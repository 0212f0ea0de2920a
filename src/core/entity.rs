//! Lifecycle status and score classification shared by records and views

use serde::{Deserialize, Serialize};

/// Lifecycle status of an idea
#[derive(
    Debug, Clone, Copy, Default, PartialEq, Eq, PartialOrd, Ord, Hash, Serialize, Deserialize,
)]
#[serde(rename_all = "kebab-case")]
pub enum Status {
    #[default]
    #[serde(alias = "avaliação", alias = "avaliacao")]
    UnderReview,
    #[serde(alias = "aprovada")]
    Approved,
    #[serde(alias = "cancelada")]
    Cancelled,
    #[serde(alias = "finalizada")]
    Completed,
}

impl Status {
    pub const ALL: [Status; 4] = [
        Status::UnderReview,
        Status::Approved,
        Status::Cancelled,
        Status::Completed,
    ];

    /// Human-readable label used in tables and exports
    pub fn label(&self) -> &'static str {
        match self {
            Status::UnderReview => "Under Review",
            Status::Approved => "Approved",
            Status::Cancelled => "Cancelled",
            Status::Completed => "Completed",
        }
    }
}

impl std::fmt::Display for Status {
    fn fmt(&self, f: &mut std::fmt::Formatter<'_>) -> std::fmt::Result {
        match self {
            Status::UnderReview => write!(f, "under-review"),
            Status::Approved => write!(f, "approved"),
            Status::Cancelled => write!(f, "cancelled"),
            Status::Completed => write!(f, "completed"),
        }
    }
}

impl std::str::FromStr for Status {
    type Err = String;

    fn from_str(s: &str) -> Result<Self, Self::Err> {
        match s.trim().to_lowercase().as_str() {
            "under-review" | "under_review" | "review" | "avaliação" | "avaliacao" => {
                Ok(Status::UnderReview)
            }
            "approved" | "aprovada" => Ok(Status::Approved),
            "cancelled" | "canceled" | "cancelada" => Ok(Status::Cancelled),
            "completed" | "finalizada" => Ok(Status::Completed),
            _ => Err(format!("Unknown status: {}", s)),
        }
    }
}

/// Priority tier derived from a record's total score
#[derive(Debug, Clone, Copy, PartialEq, Eq, PartialOrd, Ord, Hash, Serialize, Deserialize)]
#[serde(rename_all = "kebab-case")]
pub enum Classification {
    Low,
    Medium,
    High,
    VeryHigh,
}

impl Classification {
    /// Tiers from highest to lowest, as offered in filters
    pub const ALL: [Classification; 4] = [
        Classification::VeryHigh,
        Classification::High,
        Classification::Medium,
        Classification::Low,
    ];

    /// Classify a total score. Tiers start at 0, 11, 16 and 21.
    pub fn from_total(total: u32) -> Self {
        match total {
            21.. => Classification::VeryHigh,
            16..=20 => Classification::High,
            11..=15 => Classification::Medium,
            _ => Classification::Low,
        }
    }

    pub fn label(&self) -> &'static str {
        match self {
            Classification::VeryHigh => "Very High",
            Classification::High => "High",
            Classification::Medium => "Medium",
            Classification::Low => "Low",
        }
    }
}

impl std::fmt::Display for Classification {
    fn fmt(&self, f: &mut std::fmt::Formatter<'_>) -> std::fmt::Result {
        write!(f, "{}", self.label())
    }
}

impl std::str::FromStr for Classification {
    type Err = String;

    fn from_str(s: &str) -> Result<Self, Self::Err> {
        let normalized: String = s
            .trim()
            .to_lowercase()
            .chars()
            .filter(|c| c.is_alphanumeric())
            .collect();
        match normalized.as_str() {
            "veryhigh" | "altissima" | "altíssima" => Ok(Classification::VeryHigh),
            "high" | "alta" => Ok(Classification::High),
            "medium" | "media" | "média" => Ok(Classification::Medium),
            "low" | "baixa" => Ok(Classification::Low),
            _ => Err(format!("Unknown classification: {}", s)),
        }
    }
}

#[cfg(test)]
mod tests {
    use super::*;

    #[test]
    fn test_status_default_is_under_review() {
        assert_eq!(Status::default(), Status::UnderReview);
    }

    #[test]
    fn test_status_parse_and_display() {
        for status in Status::ALL {
            let parsed: Status = status.to_string().parse().unwrap();
            assert_eq!(parsed, status);
        }
        assert_eq!("aprovada".parse::<Status>().unwrap(), Status::Approved);
        assert!("archived".parse::<Status>().is_err());
    }

    #[test]
    fn test_status_accepts_legacy_wire_values() {
        let status: Status = serde_json::from_str("\"avaliação\"").unwrap();
        assert_eq!(status, Status::UnderReview);
        let status: Status = serde_json::from_str("\"finalizada\"").unwrap();
        assert_eq!(status, Status::Completed);
        assert_eq!(serde_json::to_string(&Status::UnderReview).unwrap(), "\"under-review\"");
    }

    #[test]
    fn test_classification_boundaries() {
        assert_eq!(Classification::from_total(0), Classification::Low);
        assert_eq!(Classification::from_total(10), Classification::Low);
        assert_eq!(Classification::from_total(11), Classification::Medium);
        assert_eq!(Classification::from_total(15), Classification::Medium);
        assert_eq!(Classification::from_total(16), Classification::High);
        assert_eq!(Classification::from_total(20), Classification::High);
        assert_eq!(Classification::from_total(21), Classification::VeryHigh);
        assert_eq!(Classification::from_total(25), Classification::VeryHigh);
    }

    #[test]
    fn test_classification_is_non_decreasing() {
        let mut previous = Classification::from_total(0);
        for total in 1..=30 {
            let current = Classification::from_total(total);
            assert!(current >= previous, "tier dropped at total {}", total);
            previous = current;
        }
    }

    #[test]
    fn test_classification_parse() {
        assert_eq!("Very High".parse::<Classification>().unwrap(), Classification::VeryHigh);
        assert_eq!("very-high".parse::<Classification>().unwrap(), Classification::VeryHigh);
        assert_eq!("low".parse::<Classification>().unwrap(), Classification::Low);
        assert!("extreme".parse::<Classification>().is_err());
    }
}
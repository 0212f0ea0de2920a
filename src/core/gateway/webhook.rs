//! Automation webhook payload and client

use chrono::{DateTime, Utc};
use reqwest::Client;
use serde::{Deserialize, Serialize};

use super::GatewayError;
use crate::core::entity::Status;
use crate::entities::record::{Record, RecordId, Scores};

/// Identifies this application to the automation workflow
pub const TRIGGERED_BY: &str = "FabricaDeIdeiasApp";

/// Record snapshot as sent to the workflow
#[derive(Debug, Clone, PartialEq, Serialize, Deserialize)]
#[serde(rename_all = "camelCase")]
pub struct AutomationIdea {
    pub id: RecordId,
    pub name: String,
    pub description: String,
    pub cluster: String,
    pub business_model: String,
    pub target_audience: String,
    pub status: Status,
    pub creator: String,
    pub creation_date: Option<DateTime<Utc>>,
    pub scores: Scores,
    pub total_score: u32,
    pub revenue_estimate: f64,
}

/// Body POSTed to the webhook
#[derive(Debug, Clone, PartialEq, Serialize, Deserialize)]
#[serde(rename_all = "camelCase")]
pub struct AutomationPayload {
    pub idea: AutomationIdea,
    pub message: String,
    pub triggered_by: String,
    pub timestamp: DateTime<Utc>,
}

impl AutomationPayload {
    pub fn new(record: &Record, note: &str) -> Self {
        Self {
            idea: AutomationIdea {
                id: record.id,
                name: record.name.clone(),
                description: record.description.clone(),
                cluster: record.cluster.clone(),
                business_model: record.business_model.clone(),
                target_audience: record.target_audience.clone(),
                status: record.status(),
                creator: record.creator_name.clone(),
                creation_date: record.creation_date,
                scores: record.scores.clone(),
                total_score: record.total(),
                revenue_estimate: record.revenue_estimate,
            },
            message: note.to_string(),
            triggered_by: TRIGGERED_BY.to_string(),
            timestamp: Utc::now(),
        }
    }
}

/// Posts automation payloads as JSON; no retry
pub struct WebhookClient {
    client: Client,
    url: Option<String>,
}

impl WebhookClient {
    pub fn new(client: Client, url: Option<String>) -> Self {
        Self { client, url }
    }

    pub fn url(&self) -> Option<&str> {
        self.url.as_deref()
    }

    pub async fn send(&self, payload: &AutomationPayload) -> Result<(), GatewayError> {
        let url = self.url.as_deref().ok_or_else(|| {
            GatewayError::NotConfigured(
                "The webhook URL is not configured. Set it with `idf config set webhook_url <URL>`."
                    .to_string(),
            )
        })?;

        tracing::debug!(url = %url, id = payload.idea.id, "posting automation payload");

        let response = self
            .client
            .post(url)
            .json(payload)
            .send()
            .await
            .map_err(|e| GatewayError::Transport(e.to_string()))?;

        let status = response.status();
        if !status.is_success() {
            let body = response.text().await.unwrap_or_default();
            return Err(GatewayError::Webhook {
                status: status.as_u16(),
                body,
            });
        }

        tracing::info!(id = payload.idea.id, "automation triggered");
        Ok(())
    }
}

#[cfg(test)]
mod tests {
    use super::*;

    fn record() -> Record {
        serde_json::from_value(serde_json::json!({
            "id": 2,
            "service": "Premium Tech Support Plan",
            "need": "24/7 support",
            "creatorName": "Bruno",
            "scores": [4, 5, 5, 4, 3],
            "revenueEstimate": 500000
        }))
        .unwrap()
    }

    #[test]
    fn test_payload_shape() {
        let payload = AutomationPayload::new(&record(), "please review");
        let json = serde_json::to_value(&payload).unwrap();

        assert_eq!(json["triggeredBy"], TRIGGERED_BY);
        assert_eq!(json["message"], "please review");
        assert_eq!(json["idea"]["name"], "Premium Tech Support Plan");
        assert_eq!(json["idea"]["creator"], "Bruno");
        assert_eq!(json["idea"]["totalScore"], 21);
        assert_eq!(json["idea"]["status"], "under-review");
        assert!(json["timestamp"].as_str().unwrap().contains('T'));
    }

    #[tokio::test]
    async fn test_missing_url_is_config_error() {
        let client = WebhookClient::new(Client::new(), None);
        let err = client
            .send(&AutomationPayload::new(&record(), ""))
            .await
            .unwrap_err();
        assert!(matches!(err, GatewayError::NotConfigured(_)));
    }
}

THE TASK: Out of the records above, pull each line containing the word "Tiers".

ANSWER TO THIS TASK:
    /// Tiers from highest to lowest, as offered in filters
    /// Classify a total score. Tiers start at 0, 11, 16 and 21.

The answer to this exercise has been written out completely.